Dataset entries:

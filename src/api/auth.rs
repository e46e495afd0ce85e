use axum::{
    extract::{Request, State},
    http::StatusCode,
    middleware::Next,
    response::Response,
    Json,
};
use jsonwebtoken::{decode, encode, DecodingKey, EncodingKey, Header, Validation};
use serde::{Deserialize, Serialize};
use tracing::{info, warn};

use super::error::{ApiError, ApiResult};
use super::types::*;
use crate::db::{NewUser, User, UserRepo};
use crate::server::AppState;

#[derive(Debug, Serialize, Deserialize)]
pub struct Claims {
    pub id: i64,
    pub exp: i64,
}

pub fn sign_token(secret: &str, user_id: i64, token_days: i64) -> Result<String, ApiError> {
    let claims = Claims {
        id: user_id,
        exp: (chrono::Utc::now() + chrono::Duration::days(token_days)).timestamp(),
    };
    encode(
        &Header::default(),
        &claims,
        &EncodingKey::from_secret(secret.as_bytes()),
    )
    .map_err(|_| ApiError::Internal)
}

pub fn verify_token(secret: &str, token: &str) -> Result<i64, ApiError> {
    let data = decode::<Claims>(
        token,
        &DecodingKey::from_secret(secret.as_bytes()),
        &Validation::default(),
    )
    .map_err(|_| ApiError::Unauthorized("Invalid token".to_string()))?;
    Ok(data.claims.id)
}

/// Authenticated caller, attached to the request by `auth_middleware`.
#[derive(Debug, Clone)]
pub struct CurrentUser(pub User);

pub async fn auth_middleware(
    State(state): State<AppState>,
    mut req: Request,
    next: Next,
) -> Result<Response, ApiError> {
    let token = req
        .headers()
        .get(axum::http::header::AUTHORIZATION)
        .and_then(|h| h.to_str().ok())
        .and_then(|h| h.strip_prefix("Bearer "))
        .ok_or_else(|| ApiError::Unauthorized("Token required".to_string()))?
        .to_string();

    let user_id = verify_token(&state.config.auth.jwt_secret, &token)?;

    let user = state
        .db
        .get_user_by_id(user_id)
        .await
        .map_err(|_| ApiError::Unauthorized("Invalid token".to_string()))?;

    req.extensions_mut().insert(CurrentUser(user));
    Ok(next.run(req).await)
}

pub async fn register(
    State(state): State<AppState>,
    Json(req): Json<RegisterRequest>,
) -> ApiResult<(StatusCode, Json<RegisterResponse>)> {
    if req.email.trim().is_empty() || !req.email.contains('@') {
        return Err(ApiError::BadRequest("Email is required".to_string()));
    }
    if req.username.trim().is_empty() {
        return Err(ApiError::BadRequest("Username is required".to_string()));
    }
    if req.password.is_empty() {
        return Err(ApiError::BadRequest("Password is required".to_string()));
    }

    let hashed = bcrypt::hash(&req.password, bcrypt::DEFAULT_COST).map_err(|e| {
        warn!("Password hashing failed: {}", e);
        ApiError::Internal
    })?;

    let user = state
        .db
        .create_user(&NewUser {
            email: req.email.trim().to_string(),
            username: req.username.trim().to_string(),
            password: hashed,
            photo: None,
        })
        .await?;

    info!(user_id = user.id, "New user registered");

    Ok((
        StatusCode::CREATED,
        Json(RegisterResponse {
            id: user.id,
            username: user.username,
            email: user.email,
        }),
    ))
}

pub async fn login(
    State(state): State<AppState>,
    Json(req): Json<LoginRequest>,
) -> ApiResult<Json<TokenResponse>> {
    if req.email.is_empty() {
        return Err(ApiError::BadRequest("Email is required".to_string()));
    }
    if req.password.is_empty() {
        return Err(ApiError::BadRequest("Password is required".to_string()));
    }

    let user = state
        .db
        .get_user_by_email(&req.email)
        .await
        .map_err(|e| match e {
            crate::db::DbError::NotFound(_) => {
                ApiError::Unauthorized("Invalid email or password".to_string())
            }
            _ => e.into(),
        })?;

    let valid = bcrypt::verify(&req.password, &user.password).unwrap_or(false);
    if !valid {
        return Err(ApiError::Unauthorized(
            "Invalid email or password".to_string(),
        ));
    }

    let access_token = sign_token(
        &state.config.auth.jwt_secret,
        user.id,
        state.config.auth.token_days,
    )?;

    Ok(Json(TokenResponse { access_token }))
}

#[derive(Debug, Deserialize)]
struct GoogleTokenInfo {
    aud: String,
    email: String,
    #[serde(default)]
    name: Option<String>,
}

pub async fn google_login(
    State(state): State<AppState>,
    Json(req): Json<GoogleLoginRequest>,
) -> ApiResult<Json<TokenResponse>> {
    let client = reqwest::Client::new();
    let response = client
        .get("https://oauth2.googleapis.com/tokeninfo")
        .query(&[("id_token", req.google_token.as_str())])
        .send()
        .await
        .map_err(|e| {
            warn!("Google tokeninfo request failed: {}", e);
            ApiError::Internal
        })?;

    if !response.status().is_success() {
        return Err(ApiError::Unauthorized("Invalid token".to_string()));
    }

    let payload: GoogleTokenInfo = response.json().await.map_err(|e| {
        warn!("Google tokeninfo decode failed: {}", e);
        ApiError::Internal
    })?;

    if payload.aud != state.config.auth.google_client_id {
        return Err(ApiError::Unauthorized("Invalid token".to_string()));
    }

    let user = match state.db.get_user_by_email(&payload.email).await {
        Ok(user) => user,
        Err(_) => {
            // First Google sign-in: provision an account with a throwaway
            // password; the user can only ever log in through Google.
            let hashed = bcrypt::hash(uuid::Uuid::new_v4().to_string(), bcrypt::DEFAULT_COST)
                .map_err(|_| ApiError::Internal)?;
            let username = payload
                .name
                .unwrap_or_else(|| payload.email.split('@').next().unwrap_or("user").to_string());
            state
                .db
                .create_user(&NewUser {
                    email: payload.email.clone(),
                    username,
                    password: hashed,
                    photo: None,
                })
                .await?
        }
    };

    let access_token = sign_token(
        &state.config.auth.jwt_secret,
        user.id,
        state.config.auth.token_days,
    )?;

    Ok(Json(TokenResponse { access_token }))
}
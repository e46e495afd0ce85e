pub mod auth;
pub mod error;
pub mod movies;
pub mod payment;
pub mod recommend;
pub mod types;
pub mod users;
pub mod watchlist;

pub use auth::*;
pub use error::*;
pub use types::*;
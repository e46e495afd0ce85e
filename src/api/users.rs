use axum::{extract::State, Extension, Json};

use super::auth::CurrentUser;
use super::error::ApiResult;
use super::types::*;
use crate::db::UserRepo;
use crate::server::AppState;

pub async fn get_profile(Extension(user): Extension<CurrentUser>) -> Json<ProfileResponse> {
    Json(ProfileResponse::from(&user.0))
}

pub async fn update_profile(
    State(state): State<AppState>,
    Extension(user): Extension<CurrentUser>,
    Json(req): Json<UpdateProfileRequest>,
) -> ApiResult<Json<ProfileResponse>> {
    let updated = state
        .db
        .update_user_profile(user.0.id, req.username.as_deref(), req.photo.as_deref())
        .await?;

    Ok(Json(ProfileResponse::from(&updated)))
}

Your assignment ▸
The entries above must be transcribed word for word.

Written solution ▸
filename src/api/auth.rs
repository e46e495afd0ce85e
use axum::{
    extract::{Request, State},
    http::StatusCode,
    middleware::Next,
    response::Response,
    Json,
};
use jsonwebtoken::{decode, encode, DecodingKey, EncodingKey, Header, Validation};
use serde::{Deserialize, Serialize};
use tracing::{info, warn};

use super::error::{ApiError, ApiResult};
use super::types::*;
use crate::db::{NewUser, User, UserRepo};
use crate::server::AppState;

#[derive(Debug, Serialize, Deserialize)]
pub struct Claims {
    pub id: i64,
    pub exp: i64,
}

pub fn sign_token(secret: &str, user_id: i64, token_days: i64) -> Result<String, ApiError> {
    let claims = Claims {
        id: user_id,
        exp: (chrono::Utc::now() + chrono::Duration::days(token_days)).timestamp(),
    };
    encode(
        &Header::default(),
        &claims,
        &EncodingKey::from_secret(secret.as_bytes()),
    )
    .map_err(|_| ApiError::Internal)
}

pub fn verify_token(secret: &str, token: &str) -> Result<i64, ApiError> {
    let data = decode::<Claims>(
        token,
        &DecodingKey::from_secret(secret.as_bytes()),
        &Validation::default(),
    )
    .map_err(|_| ApiError::Unauthorized("Invalid token".to_string()))?;
    Ok(data.claims.id)
}

/// Authenticated caller, attached to the request by `auth_middleware`.
#[derive(Debug, Clone)]
pub struct CurrentUser(pub User);

pub async fn auth_middleware(
    State(state): State<AppState>,
    mut req: Request,
    next: Next,
) -> Result<Response, ApiError> {
    let token = req
        .headers()
        .get(axum::http::header::AUTHORIZATION)
        .and_then(|h| h.to_str().ok())
        .and_then(|h| h.strip_prefix("Bearer "))
        .ok_or_else(|| ApiError::Unauthorized("Token required".to_string()))?
        .to_string();

    let user_id = verify_token(&state.config.auth.jwt_secret, &token)?;

    let user = state
        .db
        .get_user_by_id(user_id)
        .await
        .map_err(|_| ApiError::Unauthorized("Invalid token".to_string()))?;

    req.extensions_mut().insert(CurrentUser(user));
    Ok(next.run(req).await)
}

pub async fn register(
    State(state): State<AppState>,
    Json(req): Json<RegisterRequest>,
) -> ApiResult<(StatusCode, Json<RegisterResponse>)> {
    if req.email.trim().is_empty() || !req.email.contains('@') {
        return Err(ApiError::BadRequest("Email is required".to_string()));
    }
    if req.username.trim().is_empty() {
        return Err(ApiError::BadRequest("Username is required".to_string()));
    }
    if req.password.is_empty() {
        return Err(ApiError::BadRequest("Password is required".to_string()));
    }

    let hashed = bcrypt::hash(&req.password, bcrypt::DEFAULT_COST).map_err(|e| {
        warn!("Password hashing failed: {}", e);
        ApiError::Internal
    })?;

    let user = state
        .db
        .create_user(&NewUser {
            email: req.email.trim().to_string(),
            username: req.username.trim().to_string(),
            password: hashed,
            photo: None,
        })
        .await?;

    info!(user_id = user.id, "New user registered");

    Ok((
        StatusCode::CREATED,
        Json(RegisterResponse {
            id: user.id,
            username: user.username,
            email: user.email,
        }),
    ))
}

pub async fn login(
    State(state): State<AppState>,
    Json(req): Json<LoginRequest>,
) -> ApiResult<Json<TokenResponse>> {
    if req.email.is_empty() {
        return Err(ApiError::BadRequest("Email is required".to_string()));
    }
    if req.password.is_empty() {
        return Err(ApiError::BadRequest("Password is required".to_string()));
    }

    let user = state
        .db
        .get_user_by_email(&req.email)
        .await
        .map_err(|e| match e {
            crate::db::DbError::NotFound(_) => {
                ApiError::Unauthorized("Invalid email or password".to_string())
            }
            _ => e.into(),
        })?;

    let valid = bcrypt::verify(&req.password, &user.password).unwrap_or(false);
    if !valid {
        return Err(ApiError::Unauthorized(
            "Invalid email or password".to_string(),
        ));
    }

    let access_token = sign_token(
        &state.config.auth.jwt_secret,
        user.id,
        state.config.auth.token_days,
    )?;

    Ok(Json(TokenResponse { access_token }))
}

#[derive(Debug, Deserialize)]
struct GoogleTokenInfo {
    aud: String,
    email: String,
    #[serde(default)]
    name: Option<String>,
}

pub async fn google_login(
    State(state): State<AppState>,
    Json(req): Json<GoogleLoginRequest>,
) -> ApiResult<Json<TokenResponse>> {
    let client = reqwest::Client::new();
    let response = client
        .get("https://oauth2.googleapis.com/tokeninfo")
        .query(&[("id_token", req.google_token.as_str())])
        .send()
        .await
        .map_err(|e| {
            warn!("Google tokeninfo request failed: {}", e);
            ApiError::Internal
        })?;

    if !response.status().is_success() {
        return Err(ApiError::Unauthorized("Invalid token".to_string()));
    }

    let payload: GoogleTokenInfo = response.json().await.map_err(|e| {
        warn!("Google tokeninfo decode failed: {}", e);
        ApiError::Internal
    })?;

    if payload.aud != state.config.auth.google_client_id {
        return Err(ApiError::Unauthorized("Invalid token".to_string()));
    }

    let user = match state.db.get_user_by_email(&payload.email).await {
        Ok(user) => user,
        Err(_) => {
            // First Google sign-in: provision an account with a throwaway
            // password; the user can only ever log in through Google.
            let hashed = bcrypt::hash(uuid::Uuid::new_v4().to_string(), bcrypt::DEFAULT_COST)
                .map_err(|_| ApiError::Internal)?;
            let username = payload
                .name
                .unwrap_or_else(|| payload.email.split('@').next().unwrap_or("user").to_string());
            state
                .db
                .create_user(&NewUser {
                    email: payload.email.clone(),
                    username,
                    password: hashed,
                    photo: None,
                })
                .await?
        }
    };

    let access_token = sign_token(
        &state.config.auth.jwt_secret,
        user.id,
        state.config.auth.token_days,
    )?;

    Ok(Json(TokenResponse { access_token }))
}
repository e46e495afd0ce85e
pub mod auth;
pub mod error;
pub mod movies;
pub mod payment;
pub mod recommend;
pub mod types;
pub mod users;
pub mod watchlist;

pub use auth::*;
pub use error::*;
pub use types::*;
repository e46e495afd0ce85e
filename src/api/users.rs
use axum::{extract::State, Extension, Json};

use super::auth::CurrentUser;
use super::error::ApiResult;
use super::types::*;
use crate::db::UserRepo;
use crate::server::AppState;

pub async fn get_profile(Extension(user): Extension<CurrentUser>) -> Json<ProfileResponse> {
    Json(ProfileResponse::from(&user.0))
}

pub async fn update_profile(
    State(state): State<AppState>,
    Extension(user): Extension<CurrentUser>,
    Json(req): Json<UpdateProfileRequest>,
) -> ApiResult<Json<ProfileResponse>> {
    let updated = state
        .db
        .update_user_profile(user.0.id, req.username.as_deref(), req.photo.as_deref())
        .await?;

    Ok(Json(ProfileResponse::from(&updated)))
}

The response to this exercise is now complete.